On 6/30/2014 4:37 PM, Joel de Guzman wrote:
On 6/30/14, 11:44 PM, Agustín K-ballo Bergé wrote:
On 30/06/2014 12:40 p.m., Edward Diener wrote:
On 6/30/2014 11:15 AM, Agustín K-ballo Bergé wrote:
On 30/06/2014 09:26 a.m., Edward Diener wrote:
The documentation for fusion implies that FUSION_MAX_MAP_SIZE is defined whenever a fusion header is included.
It doesn't, it simply reserves the option for any header to define it or include a header that does. This is the general case for max sizes, and allows fusion to do things as implementing a container in terms of a different one.
What fusion header needs to be included in order to bring in the definition for FUSION_MAX_MAP_SIZE ?
As far as I can tell, `FUSION_MAX_MAP_SIZE` is only defined if you include
and the implementation is non-variadic. What do you mean by 'and the implementation is non-variadic' ?

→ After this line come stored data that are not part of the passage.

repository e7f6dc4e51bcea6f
//! Trimmed edge paths with room for an arrowhead.

/// Gap between an entity's rim and the line end.
pub const EDGE_PADDING: f64 = 4.0;
/// Length of the arrowhead along the line.
pub const ARROW_LENGTH: f64 = 10.0;

/// A resolved link ready to draw: the line runs `start -> end`, the
/// arrowhead fills `end -> tip`. `(ux, uy)` is the source-to-target unit
/// vector, zero when the path is degenerate.
#[derive(Clone, Copy, Debug, Default, PartialEq)]
pub struct EdgePath {
	/// Line start, just outside the source rim
	pub start: (f64, f64),
	/// Line end and arrowhead base
	pub end: (f64, f64),
	/// Arrowhead point, just outside the target rim
	pub tip: (f64, f64),
	/// Unit vector x
	pub ux: f64,
	/// Unit vector y
	pub uy: f64,
}

impl EdgePath {
	fn collapsed(x: f64, y: f64) -> Self {
		Self {
			start: (x, y),
			end: (x, y),
			tip: (x, y),
			ux: 0.0,
			uy: 0.0,
		}
	}

	/// Distance from `start` to `tip`.
	pub fn length(&self) -> f64 {
		let (dx, dy) = (self.tip.0 - self.start.0, self.tip.1 - self.start.1);
		(dx * dx + dy * dy).sqrt()
	}

	/// Coincident centers: no direction to draw in.
	pub fn is_degenerate(&self) -> bool {
		self.ux == 0.0 && self.uy == 0.0
	}
}

/// Trims the segment between two circles so it leaves the source rim and
/// stops an arrowhead short of the target rim. Coincident centers give a
/// zero-length path at the source. When the circles are too close for the
/// trim, the path collapses to the midpoint of the gap.
pub fn resolve_edge(
	source: (f64, f64),
	source_radius: f64,
	target: (f64, f64),
	target_radius: f64,
) -> EdgePath {
	let (dx, dy) = (target.0 - source.0, target.1 - source.1);
	let dist = (dx * dx + dy * dy).sqrt();
	if !(dist > f64::EPSILON) {
		return EdgePath::collapsed(source.0, source.1);
	}
	let (ux, uy) = (dx / dist, dy / dist);

	let head = source_radius + EDGE_PADDING;
	let tail = target_radius + EDGE_PADDING;
	if head + tail + ARROW_LENGTH > dist {
		let mid = (head + (dist - tail)) / 2.0;
		let (x, y) = (source.0 + ux * mid, source.1 + uy * mid);
		return EdgePath {
			ux,
			uy,
			..EdgePath::collapsed(x, y)
		};
	}

	let tip = (target.0 - ux * tail, target.1 - uy * tail);
	EdgePath {
		start: (source.0 + ux * head, source.1 + uy * head),
		end: (tip.0 - ux * ARROW_LENGTH, tip.1 - uy * ARROW_LENGTH),
		tip,
		ux,
		uy,
	}
}

#[cfg(test)]
mod tests {
	use super::*;

	fn close(a: (f64, f64), b: (f64, f64)) -> bool {
		(a.0 - b.0).abs() < 1e-9 && (a.1 - b.1).abs() < 1e-9
	}

	#[test]
	fn test_trims_both_ends() {
		let path = resolve_edge((0.0, 0.0), 16.0, (100.0, 0.0), 15.0);
		assert!(close(path.start, (20.0, 0.0)));
		assert!(close(path.tip, (81.0, 0.0)));
		assert!(close(path.end, (71.0, 0.0)));
		assert_eq!((path.ux, path.uy), (1.0, 0.0));
	}

	#[test]
	fn test_diagonal_direction_is_unit() {
		let path = resolve_edge((0.0, 0.0), 10.0, (300.0, 400.0), 10.0);
		assert!(((path.ux * path.ux + path.uy * path.uy) - 1.0).abs() < 1e-12);
		assert!(close(path.start, (0.6 * 14.0, 0.8 * 14.0)));
	}

	#[test]
	fn test_coincident_centers_give_zero_length() {
		let path = resolve_edge((5.0, 5.0), 16.0, (5.0, 5.0), 15.0);
		assert!(path.is_degenerate());
		assert_eq!(path.length(), 0.0);
		assert!(path.start.0.is_finite() && path.tip.1.is_finite());
	}

	#[test]
	fn test_overlapping_circles_collapse() {
		let path = resolve_edge((0.0, 0.0), 30.0, (40.0, 0.0), 15.0);
		assert_eq!(path.length(), 0.0);
		assert!(!path.is_degenerate());
		assert!(path.start.0.is_finite());
	}
}
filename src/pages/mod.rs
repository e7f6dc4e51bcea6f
pub mod home;
pub mod not_found;
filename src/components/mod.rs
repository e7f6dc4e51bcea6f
pub mod network_graph;
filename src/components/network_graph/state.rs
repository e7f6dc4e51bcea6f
use log::{info, warn};

use super::error::{InvalidPattern, MalformedTopology};
use super::filter::Filter;
use super::geometry::{EdgePath, resolve_edge};
use super::interaction::InteractionController;
use super::model::GraphModel;
use super::simulation::{ForceConfig, ForceSimulation};
use super::types::{Connection, EntityKey, HostNode, Topology};
use super::viewport::ViewTransform;

/// The model item behind an [`EntityFrame`].
#[derive(Clone, Copy, Debug)]
pub enum EntityData<'a> {
	/// A host
	Node(&'a HostNode),
	/// A connection
	Connection(&'a Connection),
}

/// One entity as handed to the renderer.
#[derive(Clone, Copy, Debug)]
pub struct EntityFrame<'a> {
	/// What is drawn
	pub data: EntityData<'a>,
	/// World position
	pub x: f64,
	/// World position
	pub y: f64,
	/// Drawn radius
	pub radius: f64,
	/// Held by a drag
	pub pinned: bool,
}

/// Everything the renderer needs for one frame, in world coordinates.
#[derive(Clone, Debug, Default)]
pub struct RenderFeed<'a> {
	/// Hosts, then connections
	pub entities: Vec<EntityFrame<'a>>,
	/// One path per link
	pub edges: Vec<EdgePath>,
}

/// Turns animation-frame timestamps (ms) into step lengths in seconds.
#[derive(Clone, Copy, Debug, Default, PartialEq)]
pub struct FrameClock {
	last: Option<f64>,
}

impl FrameClock {
	/// Step since the previous frame, clamped to `[0, 0.1]`. The first frame
	/// assumes 60 Hz.
	pub fn step(&mut self, now: f64) -> f64 {
		let dt = self
			.last
			.map_or(0.016, |last| ((now - last) / 1000.0).clamp(0.0, 0.1));
		self.last = Some(now);
		dt
	}
}

/// Owns the source topology, the active (filtered) model, the simulation and
/// the input controller for one canvas.
pub struct NetworkGraphState {
	source: GraphModel,
	model: GraphModel,
	filter: Filter,
	sim: ForceSimulation,
	controller: InteractionController,
	/// Viewport width
	pub width: f64,
	/// Viewport height
	pub height: f64,
	torn_down: bool,
}

impl NetworkGraphState {
	/// State with default physics.
	pub fn new(topology: &Topology, width: f64, height: f64) -> Self {
		Self::with_config(topology, ForceConfig::default(), width, height)
	}

	/// State with the given physics constants.
	pub fn with_config(topology: &Topology, config: ForceConfig, width: f64, height: f64) -> Self {
		let mut state = Self {
			source: GraphModel::default(),
			model: GraphModel::default(),
			filter: Filter::default(),
			sim: ForceSimulation::new(config, width, height),
			controller: InteractionController::new(width, height),
			width,
			height,
			torn_down: false,
		};
		state.set_topology(topology);
		state
	}

	// =========================================================================
	// MODEL
	// =========================================================================

	/// Rebuilds from a new topology and re-applies the active filter.
	/// Edges that could not be resolved are returned.
	pub fn set_topology(&mut self, topology: &Topology) -> Vec<MalformedTopology> {
		let (source, issues) = GraphModel::build(topology);
		let model = match self.filter.apply(&source) {
			Ok(model) => model,
			Err(err) => {
				warn!("{err}; showing unfiltered topology");
				self.filter = Filter::default();
				source.clone()
			}
		};
		self.source = source;
		self.install(model);
		issues
	}

	/// Filters the source topology. On an invalid pattern the current model
	/// and filter stay in place.
	pub fn apply_filter(&mut self, filter: Filter) -> Result<(), InvalidPattern> {
		let model = filter.apply(&self.source)?;
		info!(
			"filter applied: {} of {} nodes visible",
			model.nodes().len(),
			self.source.nodes().len()
		);
		self.filter = filter;
		self.install(model);
		Ok(())
	}

	fn install(&mut self, model: GraphModel) {
		self.model = model;
		self.sim.set_model(&self.model);
		self.controller.forget_missing(&mut self.sim);
	}

	/// Model currently shown.
	pub fn model(&self) -> &GraphModel {
		&self.model
	}

	/// Filter currently applied.
	pub fn filter(&self) -> &Filter {
		&self.filter
	}

	/// The layout.
	pub fn simulation(&self) -> &ForceSimulation {
		&self.sim
	}

	/// The input state machine.
	pub fn controller(&self) -> &InteractionController {
		&self.controller
	}

	/// Current view transform.
	pub fn transform(&self) -> ViewTransform {
		self.controller.transform()
	}

	// =========================================================================
	// LIFECYCLE
	// =========================================================================

	/// One frame: advances view animations by `dt` seconds and the layout by
	/// one step. Returns whether the layout moved. No-op after teardown.
	pub fn tick(&mut self, dt: f64) -> bool {
		if self.torn_down {
			return false;
		}
		self.controller.advance(dt);
		self.sim.tick()
	}

	/// Re-centers and re-heats once for a changed viewport size.
	pub fn resize(&mut self, width: f64, height: f64) {
		if self.torn_down || (width == self.width && height == self.height) {
			return;
		}
		self.width = width;
		self.height = height;
		self.sim.resize(width, height);
		self.controller.resize(width, height);
	}

	/// Detaches this state. Any later tick or input is ignored.
	pub fn teardown(&mut self) {
		if !self.torn_down {
			info!("network graph torn down");
			self.torn_down = true;
			self.controller.pointer_up(&mut self.sim);
		}
	}

	/// Whether [`Self::teardown`] ran.
	pub fn is_torn_down(&self) -> bool {
		self.torn_down
	}

	// =========================================================================
	// INPUT
	// =========================================================================

	/// Topmost entity under a screen point.
	pub fn entity_at(&self, sx: f64, sy: f64) -> Option<&EntityKey> {
		let (wx, wy) = self.transform().screen_to_world(sx, sy);
		self.sim.entity_at(wx, wy)
	}

	/// Forwards to [`InteractionController::pointer_down`].
	pub fn pointer_down(&mut self, sx: f64, sy: f64) {
		if !self.torn_down {
			self.controller.pointer_down(sx, sy, &mut self.sim);
		}
	}

	/// Forwards to [`InteractionController::pointer_move`].
	pub fn pointer_move(&mut self, sx: f64, sy: f64) {
		if !self.torn_down {
			self.controller.pointer_move(sx, sy, &mut self.sim);
		}
	}

	/// Ends a drag or pan.
	pub fn pointer_up(&mut self) {
		if !self.torn_down {
			self.controller.pointer_up(&mut self.sim);
		}
	}

	/// Zooms at the pointer.
	pub fn wheel(&mut self, delta_y: f64, sx: f64, sy: f64) {
		if !self.torn_down {
			self.controller.wheel(delta_y, sx, sy);
		}
	}

	/// Animated zoom in.
	pub fn zoom_in(&mut self) {
		if !self.torn_down {
			self.controller.zoom_in();
		}
	}

	/// Animated zoom out.
	pub fn zoom_out(&mut self) {
		if !self.torn_down {
			self.controller.zoom_out();
		}
	}

	/// Pans by a screen-space delta.
	pub fn pan_by(&mut self, dx: f64, dy: f64) {
		if !self.torn_down {
			self.controller.pan_by(dx, dy);
		}
	}

	// =========================================================================
	// OUTPUT
	// =========================================================================

	/// Entities (nodes, then connections on top) and trimmed edge paths.
	pub fn render_feed(&self) -> RenderFeed<'_> {
		let nodes = self
			.model
			.nodes()
			.iter()
			.map(|n| (EntityKey::node(&n.id), EntityData::Node(n)));
		let connections = self
			.model
			.connections()
			.iter()
			.map(|c| (EntityKey::connection(&c.id), EntityData::Connection(c)));

		let entities = nodes
			.chain(connections)
			.filter_map(|(key, data)| {
				let e = self.sim.entity(&key)?;
				Some(EntityFrame {
					data,
					x: e.x,
					y: e.y,
					radius: e.radius,
					pinned: e.is_pinned(),
				})
			})
			.collect();
		let edges = self
			.sim
			.link_endpoints()
			.map(|(s, t)| resolve_edge((s.x, s.y), s.radius, (t.x, t.y), t.radius))
			.collect();

		RenderFeed { entities, edges }
	}
}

If the compiler has enough C++11 support, you'll get a variadic implementation:
template
struct map; For such implementation, `FUSION_MAX_MAP_SIZE` makes no sense as there is no hard limit.
Yes, that is correct.
I created a pull request for msm to fix the problem there when fusion uses variadic maps and msm attempts to use FUSION_MAX_MAP_SIZE. But it would still be nice if fusion documented this situation.